1) Obamacare and Corporate Cronyism

The Affordable Care Act is a classic example of legislation put together with extensive input from special interests. Stephen Brill nicely exposes the back-and-forth deal making in his well-received book, America’s Bitter Pill: Money, Politics, Backroom Deals and the Fight to Fix Our Broken Health Care System. The influential journalist got the basic details of the shenanigans right, but he overlooked some of the most egregious examples of cronyism that culminated in the passage of Obamacare, according to Independent Institute Senior Fellow John C. Goodman. Together, Brill’s book and Goodman’s review of it do a great job showing how America got stuck with healthcare reform that is arguably only slightly less intrusive than the version depicted in Episode 3 of our satirical Love Gov video series, “A Remedy for Healthcare Choices.”

America’s Bitter Pill describes, for example, how the pharmaceutical industry prevailed in its “negotiations” with Senator Max Baucus, head of the Senate Finance Committee. Obamacare was estimated to give Big Pharma a windfall of $200 billion during the first decade of healthcare reform, and Baucus tried to pressure the industry to repay the favor by agreeing to $130 billion in lower drug prices through Medicare and Medicaid and higher taxes on pharmaceutical revenues. But the pharmaceutical lobby would agree only to $80 billion in lost revenue (for a net gain of $50 billion), and it prevailed. Brill reports similar episodes with the health insurance industry.
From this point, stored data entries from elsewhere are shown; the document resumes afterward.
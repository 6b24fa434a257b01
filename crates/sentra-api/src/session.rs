//! On-disk session cache.
//!
//! The session cookie jar is persisted after every successful
//! authentication event so a restarted process can resume the session
//! without re-prompting for credentials (or a second factor). The blob is
//! an opaque JSON document; its format version appears both inside the
//! file and as a filename suffix, so an incompatible format change never
//! trips over a stale file -- it simply misses the cache.

use std::path::{Path, PathBuf};
use std::sync::Arc;

use reqwest::cookie::{CookieStore, Jar};
use serde::{Deserialize, Serialize};
use tracing::debug;
use url::Url;

use crate::error::Error;

/// Bump on any incompatible change to [`SessionCache`]'s serialized form.
pub const CACHE_FORMAT_VERSION: u32 = 1;

/// Default cache filename, version-tagged.
pub fn default_cache_filename() -> String {
    format!(".sentra_session_v{CACHE_FORMAT_VERSION}.json")
}

/// Resolve the cache path inside a config directory.
pub fn cache_path(config_dir: &Path) -> PathBuf {
    config_dir.join(default_cache_filename())
}

#[derive(Debug, Serialize, Deserialize)]
struct SessionCache {
    version: u32,
    /// Serialized `name=value` cookie strings for the API origin.
    cookies: Vec<String>,
}

/// Persist the session cookies for `base_url` to `path`.
///
/// Called after every successful login or MFA verification. Writing an
/// empty cookie list is valid (the next load is simply a no-op).
pub fn save(path: &Path, jar: &Arc<Jar>, base_url: &Url) -> Result<(), Error> {
    let cookies = jar
        .cookies(base_url)
        .and_then(|header| header.to_str().ok().map(String::from))
        .map(|header| header.split("; ").map(String::from).collect())
        .unwrap_or_default();

    let cache = SessionCache {
        version: CACHE_FORMAT_VERSION,
        cookies,
    };

    let body = serde_json::to_vec(&cache).map_err(|e| Error::Deserialization {
        message: e.to_string(),
        body: String::new(),
    })?;
    std::fs::write(path, body)?;

    debug!(path = %path.display(), "session cache written");
    Ok(())
}

/// Restore previously saved cookies for `base_url` into the jar.
///
/// Returns `Ok(false)` when the file holds an unknown format version
/// (treated as a cache miss, never an error). A missing file surfaces as
/// [`Error::Cache`] with `NotFound`; callers restore best-effort and are
/// expected to swallow it.
pub fn load(path: &Path, jar: &Arc<Jar>, base_url: &Url) -> Result<bool, Error> {
    let body = std::fs::read_to_string(path)?;

    let cache: SessionCache = serde_json::from_str(&body).map_err(|e| Error::Deserialization {
        message: format!("corrupt session cache: {e}"),
        body,
    })?;

    if cache.version != CACHE_FORMAT_VERSION {
        debug!(
            found = cache.version,
            expected = CACHE_FORMAT_VERSION,
            "session cache version mismatch, ignoring"
        );
        return Ok(false);
    }

    for cookie in &cache.cookies {
        jar.add_cookie_str(cookie, base_url);
    }

    debug!(
        path = %path.display(),
        count = cache.cookies.len(),
        "session cache restored"
    );
    Ok(true)
}

/// Delete the cache file. `NotFound` when it does not exist; callers
/// tolerate that.
pub fn remove(path: &Path) -> Result<(), Error> {
    std::fs::remove_file(path)?;
    debug!(path = %path.display(), "session cache removed");
    Ok(())
}
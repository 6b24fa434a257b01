//! Camera entity adapter.
//!
//! Resolves and caches a stream URL for the adapter lifetime and serves
//! still frames. Still capture is best-effort: a failed fetch degrades
//! to the last good image instead of erroring the entity.

use std::sync::Arc;

use bytes::Bytes;
use sentra_api::model::DeviceKey;
use sentra_api::{Account, DeviceHandle, StreamQuality};
use tokio::sync::Mutex;
use tracing::{debug, info, warn};

use crate::config::{CameraOptions, StreamMode};
use crate::entity::{self, ChangeSignal, DeviceInfo};
use crate::error::Result;

/// Source of still frames. The production implementation fetches over
/// HTTP; tests inject fakes.
pub trait SnapshotSource: Send + Sync {
    fn fetch(
        &self,
        key: DeviceKey,
    ) -> impl Future<Output = sentra_api::Result<Bytes>> + Send;
}

/// Fetches stills through the cloud API.
pub struct ApiSnapshotSource {
    account: Arc<Account>,
}

impl ApiSnapshotSource {
    pub fn new(account: Arc<Account>) -> Self {
        Self { account }
    }
}

impl SnapshotSource for ApiSnapshotSource {
    async fn fetch(&self, key: DeviceKey) -> sentra_api::Result<Bytes> {
        self.account.client().camera_snapshot(key).await
    }
}

/// One camera's stream and still-image surface.
pub struct CameraEntity<S> {
    handle: DeviceHandle,
    account: Arc<Account>,
    options: CameraOptions,
    snapshot: S,
    /// Resolved once, cached for the adapter lifetime.
    stream_url: Mutex<Option<String>>,
    last_image: Mutex<Option<Bytes>>,
    change: ChangeSignal,
}

impl<S: SnapshotSource> CameraEntity<S> {
    pub fn new(
        handle: DeviceHandle,
        account: Arc<Account>,
        options: CameraOptions,
        snapshot: S,
    ) -> Self {
        let change = ChangeSignal::new();
        entity::spawn_update_listener(handle.clone(), change.sender());
        Self {
            handle,
            account,
            options,
            snapshot,
            stream_url: Mutex::new(None),
            last_image: Mutex::new(None),
            change,
        }
    }

    pub fn unique_id(&self) -> String {
        entity::unique_id(self.handle.key(), None)
    }

    pub fn name(&self) -> String {
        self.handle.current().display_name()
    }

    pub fn device_info(&self) -> DeviceInfo {
        DeviceInfo::from_device(&self.handle.current())
    }

    pub fn subscribe(&self) -> tokio::sync::watch::Receiver<u64> {
        self.change.subscribe()
    }

    // ── Stream URL ───────────────────────────────────────────────────

    /// The RTSP URL for this camera, resolved on first use and cached.
    ///
    /// `Direct` mode asks the camera first and falls back to the
    /// internal relay for models without direct streaming.
    pub async fn stream_source(&self) -> Result<Option<String>> {
        let mut cached = self.stream_url.lock().await;
        if let Some(url) = cached.as_ref() {
            return Ok(Some(url.clone()));
        }

        let url = self.resolve_stream_url(self.options.rtsp_stream).await?;
        *cached = Some(url.clone());
        Ok(Some(url))
    }

    async fn resolve_stream_url(&self, mode: StreamMode) -> Result<String> {
        let key = self.handle.key();
        let quality = StreamQuality::from_hd_flag(self.options.hd_stream);
        let client = self.account.client();

        let url = match mode {
            StreamMode::Direct => {
                if let Some(direct) = client.direct_rtsp_url(key, quality).await? {
                    direct
                } else {
                    debug!(device = %key, "no direct stream, using internal relay");
                    client.relay_rtsp_url(key, true, quality).await?
                }
            }
            StreamMode::Internal => client.relay_rtsp_url(key, true, quality).await?,
            StreamMode::External => client.relay_rtsp_url(key, false, quality).await?,
        };

        Ok(url)
    }

    /// Log every resolvable RTSP URL for this camera. Only called at
    /// setup, and only when the user opted in: the URLs embed access
    /// tokens.
    pub async fn log_rtsp_urls(&self) {
        if !self.options.rtsp_url_logging {
            return;
        }

        let key = self.handle.key();
        let client = self.account.client();

        for quality in [StreamQuality::Hd, StreamQuality::Sd] {
            match client.direct_rtsp_url(key, quality).await {
                Ok(Some(url)) => info!(device = %key, ?quality, url, "direct RTSP URL"),
                Ok(None) => info!(device = %key, ?quality, "direct RTSP not supported"),
                Err(e) => debug!(device = %key, ?quality, error = %e, "direct RTSP lookup failed"),
            }
            for internal in [true, false] {
                let scope = if internal { "internal" } else { "external" };
                match client.relay_rtsp_url(key, internal, quality).await {
                    Ok(url) => info!(device = %key, ?quality, scope, url, "relay RTSP URL"),
                    Err(e) => {
                        debug!(device = %key, ?quality, scope, error = %e, "relay RTSP lookup failed");
                    }
                }
            }
        }
    }

    // ── Still images ─────────────────────────────────────────────────

    /// Fetch a still frame, best-effort.
    ///
    /// On failure the previous good frame is returned (or `None` if
    /// there never was one). Expected failure modes (transport trouble,
    /// malformed payloads) are logged at debug; anything else gets a
    /// warn, but the entity never errors over a missed frame.
    pub async fn camera_image(&self) -> Option<Bytes> {
        let key = self.handle.key();

        match self.snapshot.fetch(key).await {
            Ok(image) => {
                *self.last_image.lock().await = Some(image.clone());
                Some(image)
            }
            Err(e) => {
                if e.is_transient() || matches!(e, sentra_api::Error::Deserialization { .. }) {
                    debug!(device = %key, error = %e, "still capture failed, serving last image");
                } else {
                    warn!(device = %key, error = %e, "unexpected still capture failure");
                }
                self.last_image.lock().await.clone()
            }
        }
    }
}

#[cfg(test)]
#[allow(clippy::unwrap_used)]
mod tests {
    use super::*;
    use chrono::Utc;
    use sentra_api::model::{Device, DeviceKind, OnlineSignal};
    use sentra_api::{DeviceRegistry, TransportConfig};
    use serde_json::json;
    use std::sync::atomic::{AtomicU32, Ordering};
    use url::Url;
    use wiremock::matchers::{method, path, query_param};
    use wiremock::{Mock, MockServer, ResponseTemplate};

    fn camera_device() -> Device {
        Device {
            key: DeviceKey::new(7, 30),
            parent_id: None,
            name: Some("Porch".to_owned()),
            manufacturer: None,
            model: None,
            firmware_version: None,
            battery_level: None,
            online: Some(OnlineSignal::Device(true)),
            kind: DeviceKind::Camera,
            updated_at: Utc::now(),
        }
    }

    fn handle() -> DeviceHandle {
        let registry = DeviceRegistry::new();
        registry.upsert(camera_device());
        registry.get(DeviceKey::new(7, 30)).unwrap()
    }

    fn account_for(server: &MockServer) -> Arc<Account> {
        let url = Url::parse(&server.uri()).unwrap();
        Arc::new(Account::new(url, &TransportConfig::default()).unwrap())
    }

    /// Snapshot source that fails after a number of successes.
    struct FlakySource {
        calls: AtomicU32,
        succeed_first: u32,
    }

    impl SnapshotSource for FlakySource {
        async fn fetch(&self, _key: DeviceKey) -> sentra_api::Result<Bytes> {
            let call = self.calls.fetch_add(1, Ordering::SeqCst);
            if call < self.succeed_first {
                Ok(Bytes::from(format!("frame-{call}")))
            } else {
                Err(sentra_api::Error::Api {
                    message: "camera offline".to_owned(),
                    status: 503,
                })
            }
        }
    }

    #[tokio::test]
    async fn stream_url_is_resolved_once_and_cached() {
        let server = MockServer::start().await;

        Mock::given(method("GET"))
            .and(path("/api/systems/7/devices/30/rtsp/direct"))
            .and(query_param("quality", "hd"))
            .respond_with(ResponseTemplate::new(200).set_body_json(json!({
                "url": "rtsp://cam.local/hd",
            })))
            .expect(1)
            .mount(&server)
            .await;

        let entity = CameraEntity::new(
            handle(),
            account_for(&server),
            CameraOptions::default(),
            FlakySource {
                calls: AtomicU32::new(0),
                succeed_first: 0,
            },
        );

        let first = entity.stream_source().await.unwrap();
        let second = entity.stream_source().await.unwrap();

        assert_eq!(first.as_deref(), Some("rtsp://cam.local/hd"));
        assert_eq!(first, second);
    }

    #[tokio::test]
    async fn direct_mode_falls_back_to_internal_relay() {
        let server = MockServer::start().await;

        Mock::given(method("GET"))
            .and(path("/api/systems/7/devices/30/rtsp/direct"))
            .respond_with(ResponseTemplate::new(200).set_body_json(json!({ "url": null })))
            .mount(&server)
            .await;

        Mock::given(method("GET"))
            .and(path("/api/systems/7/devices/30/rtsp/relay"))
            .and(query_param("scope", "internal"))
            .and(query_param("quality", "sd"))
            .respond_with(ResponseTemplate::new(200).set_body_json(json!({
                "url": "rtsp://panel.local/relay_sd",
            })))
            .mount(&server)
            .await;

        let options = CameraOptions {
            hd_stream: false,
            ..CameraOptions::default()
        };

        let entity = CameraEntity::new(
            handle(),
            account_for(&server),
            options,
            FlakySource {
                calls: AtomicU32::new(0),
                succeed_first: 0,
            },
        );

        let url = entity.stream_source().await.unwrap();
        assert_eq!(url.as_deref(), Some("rtsp://panel.local/relay_sd"));
    }

    #[tokio::test]
    async fn external_mode_uses_the_external_relay() {
        let server = MockServer::start().await;

        Mock::given(method("GET"))
            .and(path("/api/systems/7/devices/30/rtsp/relay"))
            .and(query_param("scope", "external"))
            .and(query_param("quality", "hd"))
            .respond_with(ResponseTemplate::new(200).set_body_json(json!({
                "url": "rtsp://relay.sentra.example/ext_hd",
            })))
            .mount(&server)
            .await;

        let options = CameraOptions {
            rtsp_stream: StreamMode::External,
            ..CameraOptions::default()
        };

        let entity = CameraEntity::new(
            handle(),
            account_for(&server),
            options,
            FlakySource {
                calls: AtomicU32::new(0),
                succeed_first: 0,
            },
        );

        let url = entity.stream_source().await.unwrap();
        assert_eq!(url.as_deref(), Some("rtsp://relay.sentra.example/ext_hd"));
    }

    #[tokio::test]
    async fn still_capture_degrades_to_last_image() {
        let server = MockServer::start().await;

        let entity = CameraEntity::new(
            handle(),
            account_for(&server),
            CameraOptions::default(),
            FlakySource {
                calls: AtomicU32::new(0),
                succeed_first: 1,
            },
        );

        // First call succeeds and is cached.
        assert_eq!(
            entity.camera_image().await,
            Some(Bytes::from_static(b"frame-0"))
        );

        // Second call fails; the cached frame is served instead.
        assert_eq!(
            entity.camera_image().await,
            Some(Bytes::from_static(b"frame-0"))
        );
    }

    #[tokio::test]
    async fn still_capture_with_no_history_yields_none() {
        let server = MockServer::start().await;

        let entity = CameraEntity::new(
            handle(),
            account_for(&server),
            CameraOptions::default(),
            FlakySource {
                calls: AtomicU32::new(0),
                succeed_first: 0,
            },
        );

        assert_eq!(entity.camera_image().await, None);
    }
}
Unfortunately, according to Goodman, Brill’s exposé neglects the story of big business and big labor during the Obamacare legislative process. Health reform, Goodman explains, left them mostly unscathed in return for the special tax imposed on self-insured plans. Also, Brill doesn’t give adequate treatment of Sen. John McCain’s health reform plan, even though two prominent White House advisors had favored it, although he does explain that Democratic Sen. Ron Wyden threatened to put forward a reform similar to McCain’s. “Think about that,” Goodman writes. “Instead of a completely partisan, special-interest-driven health reform, we might have had a bipartisan bill that really reformed the entire healthcare system.”

Was Obamacare Produced by Crony Capitalism?, by John C. Goodman (Forbes, 8/17/15)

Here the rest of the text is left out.